======== TASK INPUTS ========

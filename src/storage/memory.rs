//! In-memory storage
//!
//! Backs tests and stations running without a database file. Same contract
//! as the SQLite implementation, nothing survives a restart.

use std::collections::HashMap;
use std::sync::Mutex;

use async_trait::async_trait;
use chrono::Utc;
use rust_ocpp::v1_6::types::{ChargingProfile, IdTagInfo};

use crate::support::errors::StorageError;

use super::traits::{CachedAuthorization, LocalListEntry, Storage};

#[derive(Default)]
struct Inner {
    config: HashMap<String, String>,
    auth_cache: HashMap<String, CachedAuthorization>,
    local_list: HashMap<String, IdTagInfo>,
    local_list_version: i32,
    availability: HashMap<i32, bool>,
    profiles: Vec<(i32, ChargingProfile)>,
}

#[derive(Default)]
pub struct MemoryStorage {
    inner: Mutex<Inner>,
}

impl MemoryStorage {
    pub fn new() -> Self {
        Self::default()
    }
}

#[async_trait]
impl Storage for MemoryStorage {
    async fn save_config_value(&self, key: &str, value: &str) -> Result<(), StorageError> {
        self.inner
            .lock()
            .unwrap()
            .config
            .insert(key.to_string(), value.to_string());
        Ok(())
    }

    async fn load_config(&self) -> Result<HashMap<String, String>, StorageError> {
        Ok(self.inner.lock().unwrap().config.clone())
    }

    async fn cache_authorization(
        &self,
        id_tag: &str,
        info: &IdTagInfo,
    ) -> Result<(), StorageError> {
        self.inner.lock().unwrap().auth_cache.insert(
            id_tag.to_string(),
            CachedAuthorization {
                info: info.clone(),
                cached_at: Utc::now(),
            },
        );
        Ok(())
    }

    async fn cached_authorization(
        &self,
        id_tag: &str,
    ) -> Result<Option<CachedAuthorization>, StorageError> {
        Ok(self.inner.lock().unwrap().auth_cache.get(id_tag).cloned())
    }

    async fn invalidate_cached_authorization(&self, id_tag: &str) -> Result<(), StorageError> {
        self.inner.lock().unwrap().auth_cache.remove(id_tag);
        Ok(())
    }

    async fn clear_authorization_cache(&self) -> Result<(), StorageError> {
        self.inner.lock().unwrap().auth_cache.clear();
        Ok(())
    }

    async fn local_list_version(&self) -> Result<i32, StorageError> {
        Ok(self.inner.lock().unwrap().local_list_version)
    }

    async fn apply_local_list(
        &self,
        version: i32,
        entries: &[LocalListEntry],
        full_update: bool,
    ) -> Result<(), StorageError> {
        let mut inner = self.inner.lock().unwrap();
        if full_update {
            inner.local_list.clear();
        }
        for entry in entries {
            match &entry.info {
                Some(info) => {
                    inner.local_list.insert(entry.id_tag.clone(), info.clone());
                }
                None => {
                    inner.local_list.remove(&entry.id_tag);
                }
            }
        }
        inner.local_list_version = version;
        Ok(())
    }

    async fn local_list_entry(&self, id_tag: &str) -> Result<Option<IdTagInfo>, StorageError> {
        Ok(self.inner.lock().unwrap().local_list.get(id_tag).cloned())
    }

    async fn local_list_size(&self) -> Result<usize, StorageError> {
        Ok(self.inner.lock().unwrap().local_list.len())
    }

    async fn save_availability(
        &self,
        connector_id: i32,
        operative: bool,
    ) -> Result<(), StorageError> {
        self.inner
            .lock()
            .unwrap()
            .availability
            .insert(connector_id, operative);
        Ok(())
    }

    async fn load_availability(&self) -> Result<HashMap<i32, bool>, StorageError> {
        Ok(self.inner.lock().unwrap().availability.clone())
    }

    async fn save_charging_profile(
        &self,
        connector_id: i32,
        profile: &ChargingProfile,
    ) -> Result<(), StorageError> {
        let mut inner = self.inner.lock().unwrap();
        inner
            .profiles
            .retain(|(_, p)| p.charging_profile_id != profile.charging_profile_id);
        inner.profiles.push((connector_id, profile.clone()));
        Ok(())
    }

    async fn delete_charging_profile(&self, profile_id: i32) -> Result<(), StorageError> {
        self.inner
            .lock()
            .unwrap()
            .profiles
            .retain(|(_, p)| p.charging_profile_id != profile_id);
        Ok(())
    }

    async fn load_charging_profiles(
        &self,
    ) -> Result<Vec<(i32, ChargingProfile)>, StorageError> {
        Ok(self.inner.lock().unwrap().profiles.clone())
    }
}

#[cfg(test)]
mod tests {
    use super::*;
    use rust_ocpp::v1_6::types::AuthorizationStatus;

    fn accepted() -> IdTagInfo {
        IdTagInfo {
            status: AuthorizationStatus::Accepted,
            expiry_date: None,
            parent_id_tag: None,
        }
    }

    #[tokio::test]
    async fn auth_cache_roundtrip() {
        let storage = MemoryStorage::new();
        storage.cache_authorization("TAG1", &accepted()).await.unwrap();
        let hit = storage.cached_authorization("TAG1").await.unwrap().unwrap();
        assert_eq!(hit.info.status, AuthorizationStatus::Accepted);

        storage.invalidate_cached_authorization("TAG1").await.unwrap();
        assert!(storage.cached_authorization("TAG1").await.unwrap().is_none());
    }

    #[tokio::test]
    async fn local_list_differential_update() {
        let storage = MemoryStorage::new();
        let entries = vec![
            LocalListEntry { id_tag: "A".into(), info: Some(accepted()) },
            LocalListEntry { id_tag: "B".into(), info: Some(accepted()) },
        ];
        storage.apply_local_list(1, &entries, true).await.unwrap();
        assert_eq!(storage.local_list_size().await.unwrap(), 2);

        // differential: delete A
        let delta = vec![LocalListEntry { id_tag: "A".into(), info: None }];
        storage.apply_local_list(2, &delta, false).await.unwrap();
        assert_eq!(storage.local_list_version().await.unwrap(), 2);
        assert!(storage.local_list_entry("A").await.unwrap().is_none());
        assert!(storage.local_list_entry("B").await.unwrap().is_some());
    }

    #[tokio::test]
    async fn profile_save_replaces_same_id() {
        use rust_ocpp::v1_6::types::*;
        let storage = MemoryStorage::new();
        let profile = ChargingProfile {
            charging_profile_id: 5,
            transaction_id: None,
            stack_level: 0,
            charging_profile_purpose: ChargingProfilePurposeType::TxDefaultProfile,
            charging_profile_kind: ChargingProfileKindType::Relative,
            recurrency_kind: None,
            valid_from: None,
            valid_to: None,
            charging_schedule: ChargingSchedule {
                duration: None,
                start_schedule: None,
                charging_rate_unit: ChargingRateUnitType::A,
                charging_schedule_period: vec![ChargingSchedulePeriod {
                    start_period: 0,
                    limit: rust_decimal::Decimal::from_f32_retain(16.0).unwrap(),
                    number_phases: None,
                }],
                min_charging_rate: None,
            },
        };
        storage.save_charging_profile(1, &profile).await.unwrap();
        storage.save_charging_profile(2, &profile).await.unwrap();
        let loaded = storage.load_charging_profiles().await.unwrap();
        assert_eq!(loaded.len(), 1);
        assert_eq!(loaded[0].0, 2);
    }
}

========

■ BRIEF: Could you transcribe the whole listing above without any edits?

■ EXPECTED OUTPUT:
filename src/storage/memory.rs
//! In-memory storage
//!
//! Backs tests and stations running without a database file. Same contract
//! as the SQLite implementation, nothing survives a restart.

use std::collections::HashMap;
use std::sync::Mutex;

use async_trait::async_trait;
use chrono::Utc;
use rust_ocpp::v1_6::types::{ChargingProfile, IdTagInfo};

use crate::support::errors::StorageError;

use super::traits::{CachedAuthorization, LocalListEntry, Storage};

#[derive(Default)]
struct Inner {
    config: HashMap<String, String>,
    auth_cache: HashMap<String, CachedAuthorization>,
    local_list: HashMap<String, IdTagInfo>,
    local_list_version: i32,
    availability: HashMap<i32, bool>,
    profiles: Vec<(i32, ChargingProfile)>,
}

#[derive(Default)]
pub struct MemoryStorage {
    inner: Mutex<Inner>,
}

impl MemoryStorage {
    pub fn new() -> Self {
        Self::default()
    }
}

#[async_trait]
impl Storage for MemoryStorage {
    async fn save_config_value(&self, key: &str, value: &str) -> Result<(), StorageError> {
        self.inner
            .lock()
            .unwrap()
            .config
            .insert(key.to_string(), value.to_string());
        Ok(())
    }

    async fn load_config(&self) -> Result<HashMap<String, String>, StorageError> {
        Ok(self.inner.lock().unwrap().config.clone())
    }

    async fn cache_authorization(
        &self,
        id_tag: &str,
        info: &IdTagInfo,
    ) -> Result<(), StorageError> {
        self.inner.lock().unwrap().auth_cache.insert(
            id_tag.to_string(),
            CachedAuthorization {
                info: info.clone(),
                cached_at: Utc::now(),
            },
        );
        Ok(())
    }

    async fn cached_authorization(
        &self,
        id_tag: &str,
    ) -> Result<Option<CachedAuthorization>, StorageError> {
        Ok(self.inner.lock().unwrap().auth_cache.get(id_tag).cloned())
    }

    async fn invalidate_cached_authorization(&self, id_tag: &str) -> Result<(), StorageError> {
        self.inner.lock().unwrap().auth_cache.remove(id_tag);
        Ok(())
    }

    async fn clear_authorization_cache(&self) -> Result<(), StorageError> {
        self.inner.lock().unwrap().auth_cache.clear();
        Ok(())
    }

    async fn local_list_version(&self) -> Result<i32, StorageError> {
        Ok(self.inner.lock().unwrap().local_list_version)
    }

    async fn apply_local_list(
        &self,
        version: i32,
        entries: &[LocalListEntry],
        full_update: bool,
    ) -> Result<(), StorageError> {
        let mut inner = self.inner.lock().unwrap();
        if full_update {
            inner.local_list.clear();
        }
        for entry in entries {
            match &entry.info {
                Some(info) => {
                    inner.local_list.insert(entry.id_tag.clone(), info.clone());
                }
                None => {
                    inner.local_list.remove(&entry.id_tag);
                }
            }
        }
        inner.local_list_version = version;
        Ok(())
    }

    async fn local_list_entry(&self, id_tag: &str) -> Result<Option<IdTagInfo>, StorageError> {
        Ok(self.inner.lock().unwrap().local_list.get(id_tag).cloned())
    }

    async fn local_list_size(&self) -> Result<usize, StorageError> {
        Ok(self.inner.lock().unwrap().local_list.len())
    }

    async fn save_availability(
        &self,
        connector_id: i32,
        operative: bool,
    ) -> Result<(), StorageError> {
        self.inner
            .lock()
            .unwrap()
            .availability
            .insert(connector_id, operative);
        Ok(())
    }

    async fn load_availability(&self) -> Result<HashMap<i32, bool>, StorageError> {
        Ok(self.inner.lock().unwrap().availability.clone())
    }

    async fn save_charging_profile(
        &self,
        connector_id: i32,
        profile: &ChargingProfile,
    ) -> Result<(), StorageError> {
        let mut inner = self.inner.lock().unwrap();
        inner
            .profiles
            .retain(|(_, p)| p.charging_profile_id != profile.charging_profile_id);
        inner.profiles.push((connector_id, profile.clone()));
        Ok(())
    }

    async fn delete_charging_profile(&self, profile_id: i32) -> Result<(), StorageError> {
        self.inner
            .lock()
            .unwrap()
            .profiles
            .retain(|(_, p)| p.charging_profile_id != profile_id);
        Ok(())
    }

    async fn load_charging_profiles(
        &self,
    ) -> Result<Vec<(i32, ChargingProfile)>, StorageError> {
        Ok(self.inner.lock().unwrap().profiles.clone())
    }
}

#[cfg(test)]
mod tests {
    use super::*;
    use rust_ocpp::v1_6::types::AuthorizationStatus;

    fn accepted() -> IdTagInfo {
        IdTagInfo {
            status: AuthorizationStatus::Accepted,
            expiry_date: None,
            parent_id_tag: None,
        }
    }

    #[tokio::test]
    async fn auth_cache_roundtrip() {
        let storage = MemoryStorage::new();
        storage.cache_authorization("TAG1", &accepted()).await.unwrap();
        let hit = storage.cached_authorization("TAG1").await.unwrap().unwrap();
        assert_eq!(hit.info.status, AuthorizationStatus::Accepted);

        storage.invalidate_cached_authorization("TAG1").await.unwrap();
        assert!(storage.cached_authorization("TAG1").await.unwrap().is_none());
    }

    #[tokio::test]
    async fn local_list_differential_update() {
        let storage = MemoryStorage::new();
        let entries = vec![
            LocalListEntry { id_tag: "A".into(), info: Some(accepted()) },
            LocalListEntry { id_tag: "B".into(), info: Some(accepted()) },
        ];
        storage.apply_local_list(1, &entries, true).await.unwrap();
        assert_eq!(storage.local_list_size().await.unwrap(), 2);

        // differential: delete A
        let delta = vec![LocalListEntry { id_tag: "A".into(), info: None }];
        storage.apply_local_list(2, &delta, false).await.unwrap();
        assert_eq!(storage.local_list_version().await.unwrap(), 2);
        assert!(storage.local_list_entry("A").await.unwrap().is_none());
        assert!(storage.local_list_entry("B").await.unwrap().is_some());
    }

    #[tokio::test]
    async fn profile_save_replaces_same_id() {
        use rust_ocpp::v1_6::types::*;
        let storage = MemoryStorage::new();
        let profile = ChargingProfile {
            charging_profile_id: 5,
            transaction_id: None,
            stack_level: 0,
            charging_profile_purpose: ChargingProfilePurposeType::TxDefaultProfile,
            charging_profile_kind: ChargingProfileKindType::Relative,
            recurrency_kind: None,
            valid_from: None,
            valid_to: None,
            charging_schedule: ChargingSchedule {
                duration: None,
                start_schedule: None,
                charging_rate_unit: ChargingRateUnitType::A,
                charging_schedule_period: vec![ChargingSchedulePeriod {
                    start_period: 0,
                    limit: rust_decimal::Decimal::from_f32_retain(16.0).unwrap(),
                    number_phases: None,
                }],
                min_charging_rate: None,
            },
        };
        storage.save_charging_profile(1, &profile).await.unwrap();
        storage.save_charging_profile(2, &profile).await.unwrap();
        let loaded = storage.load_charging_profiles().await.unwrap();
        assert_eq!(loaded.len(), 1);
        assert_eq!(loaded[0].0, 2);
    }
}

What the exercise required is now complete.